The first step in a FADE simulation is to generate training and testing files over a range of SNRs. This is necessary because training and testing needs to be performed over a range of SNRs to predict the SRT at which the hypothetical listener achieves 50% speech recognition. The SNR ranges can be pre-set in advance based on actual subject data or using trial and error. In this work, the ranges were chosen to cover the range where SRTs would be expected based on the clinical data provided by Zedan et al. (2021) and were then modified when the SRT was not in the specified range. Each simulation was performed across an SNR-range with 3 dB steps depending on the spatial scene and pre-processing condition used. Table 1 shows the simulated SNR-ranges used in training and testing.

Table 1

Beamformer	S0N−90	S0N0	S0N+90	S0N20TB
NoBF	–13 to 5 dB	–9 to 6 dB	–13 to 5 dB	–10 to 8 dB
ADM	–18 to 0 dB	–9 to 6 dB	–18 to 0 dB	–16 to 2 dB
MVDR	–24 to -6 dB	–9 to 6 dB	–21 to -3 dB	–18 to 0 dB

SNR-range of performed simulations in dB. Rows represent the spatial scene while the rows indicate the beamformer algorithm.

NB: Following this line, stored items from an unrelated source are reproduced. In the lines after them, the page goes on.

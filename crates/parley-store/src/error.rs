use thiserror::Error;

/// Errors produced by the store layer.
#[derive(Error, Debug)]
pub enum StoreError {
    /// SQLite error.
    #[error("Database error: {0}")]
    Sqlite(#[from] rusqlite::Error),

    /// Failed to determine a platform data directory.
    #[error("Could not determine application data directory")]
    NoDataDir,

    /// Generic I/O error (e.g. creating the database directory).
    #[error("IO error: {0}")]
    Io(#[from] std::io::Error),

    /// Both sides of a conversation pair are the same user.
    #[error("Conversation pair invalid: both participants are {0}")]
    InvalidPair(i64),

    /// A row that was just written could not be read back.
    #[error("Record not found")]
    NotFound,

    /// Migration failure.
    #[error("Migration error: {0}")]
    Migration(String),
}

/// Convenience alias used throughout the crate.
pub type Result<T> = std::result::Result<T, StoreError>;
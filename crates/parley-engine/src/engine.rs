use std::sync::{Arc, Mutex};

use chrono::{DateTime, Utc};
use parley_shared::constants::{DEFAULT_PAGE_SIZE, MAX_ATTACHMENT_SIZE, MAX_CONTENT_CHARS};
use parley_shared::types::{CallId, ConversationId, MessageId, UserId};
use parley_store::{CallRecord, Conversation, Database, Message};

use crate::clock::{Clock, SystemClock};
use crate::error::{EngineError, Result};
use crate::notifier::{Notifier, Outbox, Transport};
use crate::storage::BlobStorage;

/// Limits applied to incoming requests.
#[derive(Debug, Clone)]
pub struct EngineConfig {
    pub max_attachment_size: usize,
    pub max_content_chars: usize,
    pub page_size: usize,
}

impl Default for EngineConfig {
    fn default() -> Self {
        Self {
            max_attachment_size: MAX_ATTACHMENT_SIZE,
            max_content_chars: MAX_CONTENT_CHARS,
            page_size: DEFAULT_PAGE_SIZE,
        }
    }
}

/// Entry point for every user action.
///
/// Cheap to clone; all clones share the same database handle, notifier and
/// storage collaborator.
#[derive(Clone)]
pub struct Engine {
    db: Arc<Mutex<Database>>,
    pub(crate) notifier: Notifier,
    pub(crate) blobs: Arc<dyn BlobStorage>,
    clock: Arc<dyn Clock>,
    pub(crate) config: EngineConfig,
}

impl Engine {
    pub fn new(db: Database, transport: Arc<dyn Transport>, blobs: Arc<dyn BlobStorage>) -> Self {
        Self {
            db: Arc::new(Mutex::new(db)),
            notifier: Notifier::new(transport),
            blobs,
            clock: Arc::new(SystemClock),
            config: EngineConfig::default(),
        }
    }

    pub fn with_clock(mut self, clock: Arc<dyn Clock>) -> Self {
        self.clock = clock;
        self
    }

    pub fn with_config(mut self, config: EngineConfig) -> Self {
        self.config = config;
        self
    }

    pub fn config(&self) -> &EngineConfig {
        &self.config
    }

    pub(crate) fn now(&self) -> DateTime<Utc> {
        self.clock.now()
    }

    /// Run `f` inside one write transaction. The lock is released before the
    /// caller gets to publish anything.
    pub(crate) fn atomically<T>(&self, f: impl FnOnce(&Database) -> Result<T>) -> Result<T> {
        let mut db = self
            .db
            .lock()
            .map_err(|_| EngineError::Internal("database lock poisoned".into()))?;
        db.atomically(f)
    }

    /// Read-only access without opening a write transaction.
    pub(crate) fn read<T>(&self, f: impl FnOnce(&Database) -> Result<T>) -> Result<T> {
        let db = self
            .db
            .lock()
            .map_err(|_| EngineError::Internal("database lock poisoned".into()))?;
        f(&db)
    }

    pub(crate) async fn publish(&self, outbox: Outbox) {
        self.notifier.dispatch(outbox).await;
    }

    /// Best-effort blob removal after the row that referenced it is gone.
    pub(crate) async fn discard_blob(&self, path: &str) {
        if let Err(e) = self.blobs.delete(path).await {
            tracing::warn!(path, error = %e, "failed to delete attachment blob");
        }
    }
}

// ---------------------------------------------------------------------------
// Lookups shared by the operation modules
// ---------------------------------------------------------------------------

pub(crate) fn load_conversation(db: &Database, id: ConversationId) -> Result<Conversation> {
    match db.get_conversation(id) {
        Ok(conversation) => Ok(conversation),
        Err(parley_store::StoreError::NotFound) => Err(EngineError::NotFound("conversation")),
        Err(e) => Err(e.into()),
    }
}

pub(crate) fn load_message(db: &Database, id: MessageId) -> Result<Message> {
    db.find_message(id)?.ok_or(EngineError::NotFound("message"))
}

pub(crate) fn load_call(db: &Database, id: CallId) -> Result<CallRecord> {
    db.find_call(id)?.ok_or(EngineError::NotFound("call"))
}

pub(crate) fn require_user(db: &Database, id: UserId) -> Result<()> {
    if db.user_exists(id)? {
        Ok(())
    } else {
        Err(EngineError::NotFound("user"))
    }
}

/// Conversation `id`, provided `actor` takes part in it.
pub(crate) fn participant_conversation(
    db: &Database,
    id: ConversationId,
    actor: UserId,
) -> Result<Conversation> {
    let conversation = load_conversation(db, id)?;
    if !conversation.is_participant(actor) {
        return Err(EngineError::unauthorized(format!(
            "user {actor} is not part of conversation {id}"
        )));
    }
    Ok(conversation)
}
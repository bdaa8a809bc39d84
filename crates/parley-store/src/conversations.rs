use chrono::{DateTime, Utc};
use parley_shared::types::{ConversationId, ParticipantPair, UserId};
use rusqlite::{params, OptionalExtension};

use crate::database::Database;
use crate::error::{Result, StoreError};
use crate::models::Conversation;
use crate::sql::{parse_ts, ts};

const CONVERSATION_COLUMNS: &str =
    "id, user_low_id, user_high_id, last_activity_at, created_at";

impl Database {
    /// Return the unique conversation for `{a, b}`, creating it on first
    /// contact.
    ///
    /// Safe under concurrent first contact: the insert is a no-op when the
    /// pair already exists, and the follow-up read returns whichever row won.
    pub fn find_or_create_conversation(
        &self,
        a: UserId,
        b: UserId,
        now: DateTime<Utc>,
    ) -> Result<Conversation> {
        let pair = ParticipantPair::new(a, b).ok_or(StoreError::InvalidPair(a.0))?;

        if let Some(existing) = self.find_conversation_for_pair(&pair)? {
            return Ok(existing);
        }

        let inserted = self.conn().execute(
            "INSERT INTO conversations (user_low_id, user_high_id, last_activity_at, created_at)
             VALUES (?1, ?2, ?3, ?3)
             ON CONFLICT(user_low_id, user_high_id) DO NOTHING",
            params![pair.low().0, pair.high().0, ts(&now)],
        )?;

        if inserted == 0 {
            tracing::debug!(low = %pair.low(), high = %pair.high(), "conversation created concurrently");
        }

        self.find_conversation_for_pair(&pair)?
            .ok_or(StoreError::NotFound)
    }

    /// Look up the conversation between two users without creating it.
    pub fn find_conversation_between(&self, a: UserId, b: UserId) -> Result<Option<Conversation>> {
        match ParticipantPair::new(a, b) {
            Some(pair) => self.find_conversation_for_pair(&pair),
            None => Ok(None),
        }
    }

    fn find_conversation_for_pair(&self, pair: &ParticipantPair) -> Result<Option<Conversation>> {
        let conversation = self
            .conn()
            .query_row(
                &format!(
                    "SELECT {CONVERSATION_COLUMNS} FROM conversations
                     WHERE user_low_id = ?1 AND user_high_id = ?2"
                ),
                params![pair.low().0, pair.high().0],
                row_to_conversation,
            )
            .optional()?;
        Ok(conversation)
    }

    pub fn get_conversation(&self, id: ConversationId) -> Result<Conversation> {
        self.conn()
            .query_row(
                &format!("SELECT {CONVERSATION_COLUMNS} FROM conversations WHERE id = ?1"),
                params![id.0],
                row_to_conversation,
            )
            .map_err(|e| match e {
                rusqlite::Error::QueryReturnedNoRows => StoreError::NotFound,
                other => StoreError::Sqlite(other),
            })
    }

    /// All conversations `user` takes part in, most recently active first.
    pub fn conversations_for_user(&self, user: UserId) -> Result<Vec<Conversation>> {
        let mut stmt = self.conn().prepare(&format!(
            "SELECT {CONVERSATION_COLUMNS} FROM conversations
             WHERE user_low_id = ?1 OR user_high_id = ?1
             ORDER BY last_activity_at DESC, id DESC"
        ))?;

        let rows = stmt.query_map(params![user.0], row_to_conversation)?;

        let mut conversations = Vec::new();
        for row in rows {
            conversations.push(row?);
        }
        Ok(conversations)
    }

    /// Move the conversation's list sort key.
    pub fn set_last_activity(&self, id: ConversationId, at: DateTime<Utc>) -> Result<()> {
        self.conn().execute(
            "UPDATE conversations SET last_activity_at = ?1 WHERE id = ?2",
            params![ts(&at), id.0],
        )?;
        Ok(())
    }

    /// Drop a conversation that holds no messages and no call records.
    /// Returns `false` when it is gone already or has content.
    pub fn delete_conversation_if_empty(&self, id: ConversationId) -> Result<bool> {
        let deleted = self.conn().execute(
            "DELETE FROM conversations
             WHERE id = ?1
               AND NOT EXISTS (SELECT 1 FROM messages WHERE conversation_id = ?1)
               AND NOT EXISTS (SELECT 1 FROM call_records WHERE conversation_id = ?1)",
            params![id.0],
        )?;
        Ok(deleted > 0)
    }
}

fn row_to_conversation(row: &rusqlite::Row<'_>) -> rusqlite::Result<Conversation> {
    let id: i64 = row.get(0)?;
    let low: i64 = row.get(1)?;
    let high: i64 = row.get(2)?;
    let last_activity_at: String = row.get(3)?;
    let created_at: String = row.get(4)?;

    let participants = ParticipantPair::new(UserId(low), UserId(high)).ok_or_else(|| {
        rusqlite::Error::FromSqlConversionFailure(
            1,
            rusqlite::types::Type::Integer,
            Box::new(StoreError::InvalidPair(low)),
        )
    })?;

    Ok(Conversation {
        id: ConversationId(id),
        participants,
        last_activity_at: parse_ts(3, &last_activity_at)?,
        created_at: parse_ts(4, &created_at)?,
    })
}

#[cfg(test)]
mod tests {
    use super::*;

    #[test]
    fn pair_order_does_not_matter() {
        let db = Database::open_in_memory().unwrap();
        let now = Utc::now();

        let first = db.find_or_create_conversation(UserId(5), UserId(2), now).unwrap();
        let second = db.find_or_create_conversation(UserId(2), UserId(5), now).unwrap();
        assert_eq!(first.id, second.id);
        assert_eq!(first.participants.low(), UserId(2));
        assert_eq!(first.other_participant(UserId(5)), Some(UserId(2)));
    }

    #[test]
    fn self_conversation_is_rejected() {
        let db = Database::open_in_memory().unwrap();
        let err = db
            .find_or_create_conversation(UserId(3), UserId(3), Utc::now())
            .unwrap_err();
        assert!(matches!(err, StoreError::InvalidPair(3)));
    }

    #[test]
    fn concurrent_first_contact_yields_one_row() {
        let dir = tempfile::tempdir().unwrap();
        let path = dir.path().join("race.db");
        Database::open_at(&path).unwrap();

        let handles: Vec<_> = (0..4)
            .map(|i| {
                let path = path.clone();
                std::thread::spawn(move || {
                    let db = Database::open_at(&path).unwrap();
                    let (a, b) = if i % 2 == 0 { (1, 2) } else { (2, 1) };
                    db.find_or_create_conversation(UserId(a), UserId(b), Utc::now())
                        .unwrap()
                        .id
                })
            })
            .collect();

        let ids: Vec<_> = handles.into_iter().map(|h| h.join().unwrap()).collect();
        assert!(ids.windows(2).all(|w| w[0] == w[1]));

        let db = Database::open_at(&path).unwrap();
        let count: i64 = db
            .conn()
            .query_row("SELECT COUNT(*) FROM conversations", [], |row| row.get(0))
            .unwrap();
        assert_eq!(count, 1);
    }

    #[test]
    fn only_empty_conversations_are_deleted() {
        let db = Database::open_in_memory().unwrap();
        let now = Utc::now();

        let empty = db.find_or_create_conversation(UserId(1), UserId(2), now).unwrap();
        let busy = db.find_or_create_conversation(UserId(1), UserId(3), now).unwrap();
        db.insert_message(&crate::models::NewMessage {
            conversation_id: busy.id,
            sender_id: UserId(1),
            content: Some("hi".into()),
            attachment: None,
            created_at: now,
        })
        .unwrap();

        assert!(db.delete_conversation_if_empty(empty.id).unwrap());
        assert!(!db.delete_conversation_if_empty(empty.id).unwrap());
        assert!(db.find_conversation_between(UserId(1), UserId(2)).unwrap().is_none());

        assert!(!db.delete_conversation_if_empty(busy.id).unwrap());
        assert!(db.find_conversation_between(UserId(1), UserId(3)).unwrap().is_some());
    }

    #[test]
    fn list_is_ordered_by_activity() {
        let db = Database::open_in_memory().unwrap();
        let t0 = Utc::now();

        let older = db.find_or_create_conversation(UserId(1), UserId(2), t0).unwrap();
        let newer = db.find_or_create_conversation(UserId(1), UserId(3), t0).unwrap();
        db.set_last_activity(newer.id, t0 + chrono::Duration::seconds(1))
            .unwrap();

        let ids: Vec<_> = db
            .conversations_for_user(UserId(1))
            .unwrap()
            .into_iter()
            .map(|c| c.id)
            .collect();
        assert_eq!(ids, vec![newer.id, older.id]);
        assert_eq!(db.conversations_for_user(UserId(2)).unwrap().len(), 1);
    }
}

NoBF: No beamforming; ADM: Adaptive differential microphone; MVDR: Minimum variance distortionless response. After defining the ranges at which the simulations needed to be performed, the desired speech and noise signals were mixed according to the specified SNR range for each condition and were processed using MHA as will be discussed below. As in Zedan et al. (2021), the German matrix sentence test (OLSA, Wagener et al. 1999) was used as target speech. 120 sentences from the OLSA were mixed with noise and used for each SNR point. Each of the 120 sentences is composed of 5 words: a name, a verb, a number, an adjective, and an object, each with ten possible words. For example: “Peter bekommt vier grne Autos” which translates into: “Peter receives four green cars”. Each possible word within the 120 sentences was uttered 12 different times, giving the speech some intrinsic variability. The 120 sentences were mixed with different instances of the desired noise for a total of nine times for each spatial scenario, each beamformer, and SNR. Eight of the mixtures (i.e. 960 sentences) were used to train the model for one SNR condition, and one mixture (i.e. 120 sentences) was used in testing for another SNR.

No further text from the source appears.